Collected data
>>>>

use std::process::{Command, Stdio};
use std::thread;
use std::time::{Duration, Instant};

use log::debug;

use crate::backends::SyncError;
use crate::resource::Hook;

const POLL_INTERVAL: Duration = Duration::from_millis(20);

/// Run `hook` and wait for it, killing it once its timeout elapses.
///
/// The command line is split on whitespace; no shell is involved.
/// `stage` names the hook in errors ("Pre-update", "Post-update").
pub fn run_command(hook: &Hook, stage: &'static str) -> Result<(), SyncError> {
    let fail = |reason: String| SyncError::Hook { stage, reason };

    let mut args = hook.command.split_whitespace();
    let program = args.next().ok_or_else(|| fail("empty command".into()))?;
    let mut child = Command::new(program)
        .args(args)
        .stdin(Stdio::null())
        .spawn()
        .map_err(|e| fail(format!("{program}: {e}")))?;

    let deadline = Instant::now() + hook.timeout;
    loop {
        match child.try_wait() {
            Ok(Some(status)) if status.success() => {
                debug!("{stage} command {:?} succeeded", hook.command);
                return Ok(());
            }
            Ok(Some(status)) => return Err(fail(format!("{:?} exited with {status}", hook.command))),
            Ok(None) if Instant::now() >= deadline => {
                let _ = child.kill();
                let _ = child.wait();
                return Err(fail(format!(
                    "{:?} timed out after {}s",
                    hook.command,
                    hook.timeout.as_secs()
                )));
            }
            Ok(None) => thread::sleep(POLL_INTERVAL),
            Err(e) => return Err(fail(e.to_string())),
        }
    }
}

<<<<

__WHAT IS NEEDED__.
Return word for word the lines above from the line with "use crate::backends::SyncError;" to the line with "names the hook", including both and leaving out all others.

__YOUR RESPONSE__.
use crate::backends::SyncError;
use crate::resource::Hook;

const POLL_INTERVAL: Duration = Duration::from_millis(20);

/// Run `hook` and wait for it, killing it once its timeout elapses.
///
/// The command line is split on whitespace; no shell is involved.
/// `stage` names the hook in errors ("Pre-update", "Post-update").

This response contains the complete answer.